Extract the complete listing and output it unchanged.

* Exercise data *
:::

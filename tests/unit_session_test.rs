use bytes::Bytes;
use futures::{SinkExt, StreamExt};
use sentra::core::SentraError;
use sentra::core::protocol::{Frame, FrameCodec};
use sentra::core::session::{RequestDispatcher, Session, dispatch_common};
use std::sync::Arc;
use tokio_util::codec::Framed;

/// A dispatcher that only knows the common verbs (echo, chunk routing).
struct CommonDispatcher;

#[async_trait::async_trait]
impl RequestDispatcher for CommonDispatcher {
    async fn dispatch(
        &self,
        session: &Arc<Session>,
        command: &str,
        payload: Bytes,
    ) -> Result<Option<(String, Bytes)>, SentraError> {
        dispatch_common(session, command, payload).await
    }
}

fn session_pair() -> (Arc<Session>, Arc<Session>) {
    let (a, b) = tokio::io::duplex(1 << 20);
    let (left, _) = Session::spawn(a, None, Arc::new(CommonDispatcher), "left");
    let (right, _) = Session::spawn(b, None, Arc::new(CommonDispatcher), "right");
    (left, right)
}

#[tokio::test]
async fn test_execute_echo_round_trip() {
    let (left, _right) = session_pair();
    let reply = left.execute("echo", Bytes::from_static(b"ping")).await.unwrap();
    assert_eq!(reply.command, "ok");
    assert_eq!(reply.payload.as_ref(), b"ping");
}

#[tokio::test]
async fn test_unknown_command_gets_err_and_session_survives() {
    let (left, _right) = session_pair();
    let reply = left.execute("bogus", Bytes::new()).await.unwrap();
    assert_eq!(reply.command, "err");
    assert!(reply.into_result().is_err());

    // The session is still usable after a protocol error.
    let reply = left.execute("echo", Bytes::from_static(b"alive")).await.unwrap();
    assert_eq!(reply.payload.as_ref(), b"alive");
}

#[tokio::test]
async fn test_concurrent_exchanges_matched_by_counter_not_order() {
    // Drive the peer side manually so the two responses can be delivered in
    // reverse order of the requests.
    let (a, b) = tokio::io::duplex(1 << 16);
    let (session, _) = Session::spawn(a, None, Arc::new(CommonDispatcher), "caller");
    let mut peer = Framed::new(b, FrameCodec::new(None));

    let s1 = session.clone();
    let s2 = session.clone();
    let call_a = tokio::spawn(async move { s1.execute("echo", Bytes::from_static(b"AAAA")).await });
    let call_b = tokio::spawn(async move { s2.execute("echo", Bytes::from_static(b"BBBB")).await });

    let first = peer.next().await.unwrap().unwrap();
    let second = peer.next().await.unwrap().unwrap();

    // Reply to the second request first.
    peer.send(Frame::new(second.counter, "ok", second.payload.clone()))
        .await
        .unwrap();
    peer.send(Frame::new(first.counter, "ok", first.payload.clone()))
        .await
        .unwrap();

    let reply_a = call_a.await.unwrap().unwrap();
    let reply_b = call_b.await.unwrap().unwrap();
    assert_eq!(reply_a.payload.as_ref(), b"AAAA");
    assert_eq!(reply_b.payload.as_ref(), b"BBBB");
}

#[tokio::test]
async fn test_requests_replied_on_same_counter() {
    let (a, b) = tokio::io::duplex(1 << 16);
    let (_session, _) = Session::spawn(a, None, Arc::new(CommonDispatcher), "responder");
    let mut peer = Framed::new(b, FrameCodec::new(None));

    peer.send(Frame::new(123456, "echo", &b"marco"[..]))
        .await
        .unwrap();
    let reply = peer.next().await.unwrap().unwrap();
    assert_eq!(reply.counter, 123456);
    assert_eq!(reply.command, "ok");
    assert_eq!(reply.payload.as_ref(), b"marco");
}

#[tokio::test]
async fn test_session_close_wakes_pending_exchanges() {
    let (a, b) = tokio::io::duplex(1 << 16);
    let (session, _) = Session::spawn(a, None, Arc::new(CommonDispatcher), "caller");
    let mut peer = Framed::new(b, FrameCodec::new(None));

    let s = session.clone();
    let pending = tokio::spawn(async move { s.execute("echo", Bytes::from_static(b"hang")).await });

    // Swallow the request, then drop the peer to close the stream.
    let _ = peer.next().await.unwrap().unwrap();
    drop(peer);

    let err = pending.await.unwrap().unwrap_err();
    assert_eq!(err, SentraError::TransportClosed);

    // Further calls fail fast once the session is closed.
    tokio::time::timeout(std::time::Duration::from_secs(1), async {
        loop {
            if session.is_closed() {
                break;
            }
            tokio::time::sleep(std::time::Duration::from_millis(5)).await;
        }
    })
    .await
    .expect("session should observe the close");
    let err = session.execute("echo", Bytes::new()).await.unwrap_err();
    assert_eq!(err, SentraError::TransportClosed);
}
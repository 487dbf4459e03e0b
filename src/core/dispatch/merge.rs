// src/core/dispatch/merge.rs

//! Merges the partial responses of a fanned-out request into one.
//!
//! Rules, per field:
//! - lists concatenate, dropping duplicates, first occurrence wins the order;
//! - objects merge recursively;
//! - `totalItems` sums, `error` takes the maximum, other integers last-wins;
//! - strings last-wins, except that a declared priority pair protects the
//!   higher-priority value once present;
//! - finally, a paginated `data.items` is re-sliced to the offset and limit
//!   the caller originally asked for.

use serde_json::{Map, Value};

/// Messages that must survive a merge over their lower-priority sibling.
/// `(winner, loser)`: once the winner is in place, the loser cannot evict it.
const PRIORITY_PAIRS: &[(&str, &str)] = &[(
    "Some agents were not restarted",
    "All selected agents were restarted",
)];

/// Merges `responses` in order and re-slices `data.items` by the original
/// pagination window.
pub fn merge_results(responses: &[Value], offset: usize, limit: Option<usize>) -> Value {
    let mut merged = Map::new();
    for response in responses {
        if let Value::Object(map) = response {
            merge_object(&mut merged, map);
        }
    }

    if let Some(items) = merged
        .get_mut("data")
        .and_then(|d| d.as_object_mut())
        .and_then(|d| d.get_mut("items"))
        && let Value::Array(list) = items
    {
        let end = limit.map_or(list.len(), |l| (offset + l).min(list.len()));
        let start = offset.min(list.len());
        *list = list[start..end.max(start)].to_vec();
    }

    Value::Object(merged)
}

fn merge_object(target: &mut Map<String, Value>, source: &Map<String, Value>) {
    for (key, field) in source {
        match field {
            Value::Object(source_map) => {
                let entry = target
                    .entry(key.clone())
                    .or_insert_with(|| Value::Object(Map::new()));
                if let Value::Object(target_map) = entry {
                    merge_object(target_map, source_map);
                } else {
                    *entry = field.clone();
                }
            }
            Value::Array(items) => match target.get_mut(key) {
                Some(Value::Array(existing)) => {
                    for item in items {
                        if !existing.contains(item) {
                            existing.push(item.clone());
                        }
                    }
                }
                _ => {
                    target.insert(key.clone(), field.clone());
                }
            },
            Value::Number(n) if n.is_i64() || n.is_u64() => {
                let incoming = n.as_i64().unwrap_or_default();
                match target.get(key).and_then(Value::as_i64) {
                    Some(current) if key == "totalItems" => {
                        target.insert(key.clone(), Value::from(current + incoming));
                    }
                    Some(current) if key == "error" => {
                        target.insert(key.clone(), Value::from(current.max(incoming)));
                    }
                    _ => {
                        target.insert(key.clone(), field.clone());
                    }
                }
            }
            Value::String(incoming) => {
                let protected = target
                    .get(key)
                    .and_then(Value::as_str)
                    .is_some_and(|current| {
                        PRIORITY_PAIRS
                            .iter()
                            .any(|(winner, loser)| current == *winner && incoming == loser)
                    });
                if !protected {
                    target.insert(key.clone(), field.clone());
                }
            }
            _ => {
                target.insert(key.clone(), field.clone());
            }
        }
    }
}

:::

* Completed task *
filename tests/unit_session_test.rs
use bytes::Bytes;
use futures::{SinkExt, StreamExt};
use sentra::core::SentraError;
use sentra::core::protocol::{Frame, FrameCodec};
use sentra::core::session::{RequestDispatcher, Session, dispatch_common};
use std::sync::Arc;
use tokio_util::codec::Framed;

/// A dispatcher that only knows the common verbs (echo, chunk routing).
struct CommonDispatcher;

#[async_trait::async_trait]
impl RequestDispatcher for CommonDispatcher {
    async fn dispatch(
        &self,
        session: &Arc<Session>,
        command: &str,
        payload: Bytes,
    ) -> Result<Option<(String, Bytes)>, SentraError> {
        dispatch_common(session, command, payload).await
    }
}

fn session_pair() -> (Arc<Session>, Arc<Session>) {
    let (a, b) = tokio::io::duplex(1 << 20);
    let (left, _) = Session::spawn(a, None, Arc::new(CommonDispatcher), "left");
    let (right, _) = Session::spawn(b, None, Arc::new(CommonDispatcher), "right");
    (left, right)
}

#[tokio::test]
async fn test_execute_echo_round_trip() {
    let (left, _right) = session_pair();
    let reply = left.execute("echo", Bytes::from_static(b"ping")).await.unwrap();
    assert_eq!(reply.command, "ok");
    assert_eq!(reply.payload.as_ref(), b"ping");
}

#[tokio::test]
async fn test_unknown_command_gets_err_and_session_survives() {
    let (left, _right) = session_pair();
    let reply = left.execute("bogus", Bytes::new()).await.unwrap();
    assert_eq!(reply.command, "err");
    assert!(reply.into_result().is_err());

    // The session is still usable after a protocol error.
    let reply = left.execute("echo", Bytes::from_static(b"alive")).await.unwrap();
    assert_eq!(reply.payload.as_ref(), b"alive");
}

#[tokio::test]
async fn test_concurrent_exchanges_matched_by_counter_not_order() {
    // Drive the peer side manually so the two responses can be delivered in
    // reverse order of the requests.
    let (a, b) = tokio::io::duplex(1 << 16);
    let (session, _) = Session::spawn(a, None, Arc::new(CommonDispatcher), "caller");
    let mut peer = Framed::new(b, FrameCodec::new(None));

    let s1 = session.clone();
    let s2 = session.clone();
    let call_a = tokio::spawn(async move { s1.execute("echo", Bytes::from_static(b"AAAA")).await });
    let call_b = tokio::spawn(async move { s2.execute("echo", Bytes::from_static(b"BBBB")).await });

    let first = peer.next().await.unwrap().unwrap();
    let second = peer.next().await.unwrap().unwrap();

    // Reply to the second request first.
    peer.send(Frame::new(second.counter, "ok", second.payload.clone()))
        .await
        .unwrap();
    peer.send(Frame::new(first.counter, "ok", first.payload.clone()))
        .await
        .unwrap();

    let reply_a = call_a.await.unwrap().unwrap();
    let reply_b = call_b.await.unwrap().unwrap();
    assert_eq!(reply_a.payload.as_ref(), b"AAAA");
    assert_eq!(reply_b.payload.as_ref(), b"BBBB");
}

#[tokio::test]
async fn test_requests_replied_on_same_counter() {
    let (a, b) = tokio::io::duplex(1 << 16);
    let (_session, _) = Session::spawn(a, None, Arc::new(CommonDispatcher), "responder");
    let mut peer = Framed::new(b, FrameCodec::new(None));

    peer.send(Frame::new(123456, "echo", &b"marco"[..]))
        .await
        .unwrap();
    let reply = peer.next().await.unwrap().unwrap();
    assert_eq!(reply.counter, 123456);
    assert_eq!(reply.command, "ok");
    assert_eq!(reply.payload.as_ref(), b"marco");
}

#[tokio::test]
async fn test_session_close_wakes_pending_exchanges() {
    let (a, b) = tokio::io::duplex(1 << 16);
    let (session, _) = Session::spawn(a, None, Arc::new(CommonDispatcher), "caller");
    let mut peer = Framed::new(b, FrameCodec::new(None));

    let s = session.clone();
    let pending = tokio::spawn(async move { s.execute("echo", Bytes::from_static(b"hang")).await });

    // Swallow the request, then drop the peer to close the stream.
    let _ = peer.next().await.unwrap().unwrap();
    drop(peer);

    let err = pending.await.unwrap().unwrap_err();
    assert_eq!(err, SentraError::TransportClosed);

    // Further calls fail fast once the session is closed.
    tokio::time::timeout(std::time::Duration::from_secs(1), async {
        loop {
            if session.is_closed() {
                break;
            }
            tokio::time::sleep(std::time::Duration::from_millis(5)).await;
        }
    })
    .await
    .expect("session should observe the close");
    let err = session.execute("echo", Bytes::new()).await.unwrap_err();
    assert_eq!(err, SentraError::TransportClosed);
}
repository 487dbf4459e03e0b
filename src/core/dispatch/merge.rs
// src/core/dispatch/merge.rs

//! Merges the partial responses of a fanned-out request into one.
//!
//! Rules, per field:
//! - lists concatenate, dropping duplicates, first occurrence wins the order;
//! - objects merge recursively;
//! - `totalItems` sums, `error` takes the maximum, other integers last-wins;
//! - strings last-wins, except that a declared priority pair protects the
//!   higher-priority value once present;
//! - finally, a paginated `data.items` is re-sliced to the offset and limit
//!   the caller originally asked for.

use serde_json::{Map, Value};

/// Messages that must survive a merge over their lower-priority sibling.
/// `(winner, loser)`: once the winner is in place, the loser cannot evict it.
const PRIORITY_PAIRS: &[(&str, &str)] = &[(
    "Some agents were not restarted",
    "All selected agents were restarted",
)];

/// Merges `responses` in order and re-slices `data.items` by the original
/// pagination window.
pub fn merge_results(responses: &[Value], offset: usize, limit: Option<usize>) -> Value {
    let mut merged = Map::new();
    for response in responses {
        if let Value::Object(map) = response {
            merge_object(&mut merged, map);
        }
    }

    if let Some(items) = merged
        .get_mut("data")
        .and_then(|d| d.as_object_mut())
        .and_then(|d| d.get_mut("items"))
        && let Value::Array(list) = items
    {
        let end = limit.map_or(list.len(), |l| (offset + l).min(list.len()));
        let start = offset.min(list.len());
        *list = list[start..end.max(start)].to_vec();
    }

    Value::Object(merged)
}

fn merge_object(target: &mut Map<String, Value>, source: &Map<String, Value>) {
    for (key, field) in source {
        match field {
            Value::Object(source_map) => {
                let entry = target
                    .entry(key.clone())
                    .or_insert_with(|| Value::Object(Map::new()));
                if let Value::Object(target_map) = entry {
                    merge_object(target_map, source_map);
                } else {
                    *entry = field.clone();
                }
            }
            Value::Array(items) => match target.get_mut(key) {
                Some(Value::Array(existing)) => {
                    for item in items {
                        if !existing.contains(item) {
                            existing.push(item.clone());
                        }
                    }
                }
                _ => {
                    target.insert(key.clone(), field.clone());
                }
            },
            Value::Number(n) if n.is_i64() || n.is_u64() => {
                let incoming = n.as_i64().unwrap_or_default();
                match target.get(key).and_then(Value::as_i64) {
                    Some(current) if key == "totalItems" => {
                        target.insert(key.clone(), Value::from(current + incoming));
                    }
                    Some(current) if key == "error" => {
                        target.insert(key.clone(), Value::from(current.max(incoming)));
                    }
                    _ => {
                        target.insert(key.clone(), field.clone());
                    }
                }
            }
            Value::String(incoming) => {
                let protected = target
                    .get(key)
                    .and_then(Value::as_str)
                    .is_some_and(|current| {
                        PRIORITY_PAIRS
                            .iter()
                            .any(|(winner, loser)| current == *winner && incoming == loser)
                    });
                if !protected {
                    target.insert(key.clone(), field.clone());
                }
            }
            _ => {
                target.insert(key.clone(), field.clone());
            }
        }
    }
}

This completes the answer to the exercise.